期刊名称:Tellus A: Dynamic Meteorology and Oceanography
电子版ISSN:1600-0870
出版年度:2013
卷号:65
页码:1-13
DOI:10.3402/tellusa.v65i0.19022
语种:English
摘要:This article examines the potential to improve numerical weather prediction (NWP) by estimating upper and lower bounds on predictability by re-visiting the original study of Lorenz (1982) but applied to the most recent version of the European Centre for Medium Range Weather Forecasts (ECMWF) forecast system, for both the deterministic and ensemble prediction systems (EPS). These bounds are contrasted with an older version of the same NWP system to see how they have changed with improvements to the NWP system. The computations were performed for the earlier seasons of DJF 1985/1986 and JJA 1986 and the later seasons of DJF 2010/2011 and JJA 2011 using the 500-hPa geopotential height field. Results indicate that for this field, we may be approaching the limit of deterministic forecasting so that further improvements might only be obtained by improving the initial state. The results also show that predictability calculations with earlier versions of the model may overestimate potential forecast skill, which may be due to insufficient internal variability in the model and because recent versions of the model are more realistic in representing the true atmospheric evolution. The same methodology is applied to the EPS to calculate upper and lower bounds of predictability of the ensemble mean forecast in order to explore how ensemble forecasting could extend the limits of the deterministic forecast. The results show that there is a large potential to improve the ensemble predictions, but for the increased predictability of the ensemble mean, there will be a trade-off in information as the forecasts will become increasingly smoothed with time.

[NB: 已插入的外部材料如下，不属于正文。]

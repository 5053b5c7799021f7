use axum::{
    extract::{Path, Query, State},
    response::{IntoResponse, Redirect, Response},
};
use service_core::error::AppError;

use crate::dtos::auth::{CallbackQuery, SdkRequestQuery};
use crate::models::{AuthCode, AuthRequest, ProviderKind};
use crate::services::error::FlowError;
use crate::AppState;

/// Redirect the browser to the upstream provider
///
/// The upstream `state` parameter carries our pending request id, which
/// is what the callback uses to find its way back to the flow.
#[utoipa::path(
    get,
    path = "/auth/{provider}",
    params(
        ("provider" = String, Path, description = "Federated provider name"),
        ("sdk_request" = String, Query, description = "Pending authorization request id")
    ),
    responses(
        (status = 302, description = "Redirect to the upstream authorize URL"),
        (status = 400, description = "Unknown provider or expired request", body = ErrorResponse)
    ),
    tag = "Federated"
)]
pub async fn provider_redirect(
    State(state): State<AppState>,
    Path(provider): Path<String>,
    Query(query): Query<SdkRequestQuery>,
) -> Result<Redirect, FlowError> {
    let kind = parse_provider(&provider)?;
    let adapter = state.providers.get(kind).ok_or_else(|| {
        FlowError::InvalidRequest(format!("provider '{}' is not configured", kind))
    })?;

    let request = state.flows.pending_request(&query.sdk_request).await?;
    if request.provider != kind.as_str() {
        return Err(FlowError::InvalidRequest(
            "authorization request was started for a different provider".to_string(),
        ));
    }

    let url = adapter.authorize_url(&callback_uri(&state, kind), &request.request_id);
    Ok(Redirect::to(&url))
}

/// Upstream provider callback
///
/// Once the pending request behind `state` is resolved, the registered
/// redirect URI is a trusted target and every outcome, success or
/// failure, is reported there. Before that point failures answer with
/// JSON.
#[utoipa::path(
    get,
    path = "/auth/{provider}/callback",
    params(
        ("provider" = String, Path, description = "Federated provider name"),
        ("code" = Option<String>, Query, description = "Upstream authorization code"),
        ("state" = Option<String>, Query, description = "Echoed pending request id"),
        ("error" = Option<String>, Query, description = "Upstream error code")
    ),
    responses(
        (status = 302, description = "Redirect to the project's redirect URI with code or error"),
        (status = 400, description = "Callback could not be tied to a pending request", body = ErrorResponse)
    ),
    tag = "Federated"
)]
pub async fn provider_callback(
    State(state): State<AppState>,
    Path(provider): Path<String>,
    Query(query): Query<CallbackQuery>,
) -> Response {
    match run_callback(&state, &provider, query).await {
        Ok(code) => success_redirect(&code).into_response(),
        Err(CallbackFailure::Api(err)) => err.into_response(),
        Err(CallbackFailure::Browser { request, error }) => {
            error_redirect(&request, &error).into_response()
        }
    }
}

/// How a callback failure reaches the caller.
enum CallbackFailure {
    /// No trusted redirect target is known yet.
    Api(FlowError),
    /// The pending request resolved; report on its redirect URI.
    Browser {
        request: AuthRequest,
        error: RedirectError,
    },
}

struct RedirectError {
    code: &'static str,
    description: String,
    sdk_request: Option<String>,
}

impl From<FlowError> for RedirectError {
    fn from(err: FlowError) -> Self {
        let code = err.error_code();
        let description = err.description();
        let sdk_request = match err {
            FlowError::VerificationRequired { sdk_request, .. } => sdk_request,
            _ => None,
        };
        RedirectError {
            code,
            description,
            sdk_request,
        }
    }
}

async fn run_callback(
    state: &AppState,
    provider: &str,
    query: CallbackQuery,
) -> Result<AuthCode, CallbackFailure> {
    let kind = parse_provider(provider).map_err(CallbackFailure::Api)?;

    let request_id = query.state.as_deref().ok_or_else(|| {
        CallbackFailure::Api(FlowError::InvalidRequest(
            "missing state parameter".to_string(),
        ))
    })?;
    let request = state
        .flows
        .pending_request(request_id)
        .await
        .map_err(CallbackFailure::Api)?;

    if request.provider != kind.as_str() {
        return Err(CallbackFailure::Api(FlowError::InvalidRequest(
            "authorization request was started for a different provider".to_string(),
        )));
    }

    if let Some(error) = query.error {
        tracing::warn!(provider = %kind, upstream_error = %error, "provider denied the authorization");
        let description = query
            .error_description
            .unwrap_or_else(|| format!("provider returned '{}'", error));
        return Err(CallbackFailure::Browser {
            request,
            error: RedirectError {
                code: "access_denied",
                description,
                sdk_request: None,
            },
        });
    }

    let Some(code) = query.code else {
        return Err(CallbackFailure::Browser {
            request,
            error: RedirectError {
                code: "invalid_request",
                description: "provider callback carried no code".to_string(),
                sdk_request: None,
            },
        });
    };

    let Some(adapter) = state.providers.get(kind) else {
        return Err(CallbackFailure::Browser {
            request,
            error: RedirectError {
                code: "invalid_request",
                description: format!("provider '{}' is not configured", kind),
                sdk_request: None,
            },
        });
    };

    let profile = match adapter.fetch_profile(&code, &callback_uri(state, kind)).await {
        Ok(profile) => profile,
        Err(err) => {
            // A rejected upstream code is the caller's problem; anything
            // else is ours.
            let flow_err = match err {
                AppError::Unauthorized(inner) => FlowError::InvalidGrant(inner.to_string()),
                other => FlowError::Server(other),
            };
            if let FlowError::Server(ref inner) = flow_err {
                tracing::error!(provider = %kind, error = ?inner, "provider profile fetch failed");
            }
            return Err(CallbackFailure::Browser {
                request,
                error: flow_err.into(),
            });
        }
    };

    let (auth_code, events) = state
        .flows
        .complete_federated(kind, &request.request_id, &profile)
        .await
        .map_err(|err| CallbackFailure::Browser {
            request: request.clone(),
            error: err.into(),
        })?;
    state.events.dispatch(events);

    Ok(auth_code)
}

fn parse_provider(provider: &str) -> Result<ProviderKind, FlowError> {
    let kind: ProviderKind = provider
        .parse()
        .map_err(|_| FlowError::InvalidRequest(format!("unknown provider '{}'", provider)))?;
    if !kind.is_federated() {
        return Err(FlowError::InvalidRequest(
            "the local provider has no redirect leg".to_string(),
        ));
    }
    Ok(kind)
}

fn callback_uri(state: &AppState, kind: ProviderKind) -> String {
    format!(
        "{}/auth/{}/callback",
        state.config.public_base_url,
        kind.as_str()
    )
}

fn success_redirect(code: &AuthCode) -> Redirect {
    let sep = if code.redirect_uri.contains('?') { '&' } else { '?' };
    let mut target = format!("{}{}code={}", code.redirect_uri, sep, code.code);
    if let Some(state) = &code.state {
        target.push_str("&state=");
        target.push_str(&urlencoding::encode(state));
    }
    Redirect::to(&target)
}

fn error_redirect(request: &AuthRequest, error: &RedirectError) -> Redirect {
    let sep = if request.redirect_uri.contains('?') { '&' } else { '?' };
    let mut target = format!(
        "{}{}error={}&error_description={}",
        request.redirect_uri,
        sep,
        urlencoding::encode(error.code),
        urlencoding::encode(&error.description)
    );
    if let Some(sdk_request) = &error.sdk_request {
        target.push_str("&sdk_request=");
        target.push_str(&urlencoding::encode(sdk_request));
    }
    if let Some(state) = &request.state {
        target.push_str("&state=");
        target.push_str(&urlencoding::encode(state));
    }
    Redirect::to(&target)
}

#[cfg(test)]
mod tests {
    use super::*;
    use chrono::Utc;
    use uuid::Uuid;

    fn sample_request(state: Option<&str>) -> AuthRequest {
        AuthRequest {
            request_id: "req1".to_string(),
            project_id: Uuid::new_v4(),
            public_key: "pk_1".to_string(),
            redirect_uri: "https://app.test/cb".to_string(),
            provider: "google".to_string(),
            code_challenge: "c".repeat(43),
            state: state.map(|s| s.to_string()),
            created_utc: Utc::now(),
        }
    }

    #[test]
    fn parse_provider_rejects_local_and_unknown() {
        assert!(parse_provider("google").is_ok());
        assert!(parse_provider("local").is_err());
        assert!(parse_provider("myspace").is_err());
    }

    #[test]
    fn error_redirect_escapes_and_echoes_state() {
        let request = sample_request(Some("csrf token"));
        let error = RedirectError {
            code: "access_denied",
            description: "user said no".to_string(),
            sdk_request: None,
        };
        let redirect = error_redirect(&request, &error);
        let response = redirect.into_response();
        let location = response
            .headers()
            .get(axum::http::header::LOCATION)
            .unwrap()
            .to_str()
            .unwrap();
        assert!(location.starts_with("https://app.test/cb?error=access_denied"));
        assert!(location.contains("error_description=user%20said%20no"));
        assert!(location.contains("state=csrf%20token"));
    }

    #[test]
    fn verification_failure_keeps_the_flow_resumable() {
        let error: RedirectError = FlowError::VerificationRequired {
            email: "u@x.com".to_string(),
            sdk_request: Some("req1".to_string()),
        }
        .into();
        assert_eq!(error.code, "EMAIL_NOT_VERIFIED");
        assert_eq!(error.sdk_request.as_deref(), Some("req1"));
    }
}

From around the 10-d forecast time, the ensemble mean begins to converge towards climatology. Until this point, the ensemble mean is able to predict the main features of the large-scale flow accurately and with high consistency from one forecast cycle to the next. By the 15-d forecast time, the ensemble mean has lost information with the anomaly of the flow strongly smoothed out. In contrast, the control forecast is much less consistent from run to run, but provides more detailed (unsmoothed) but less useful information.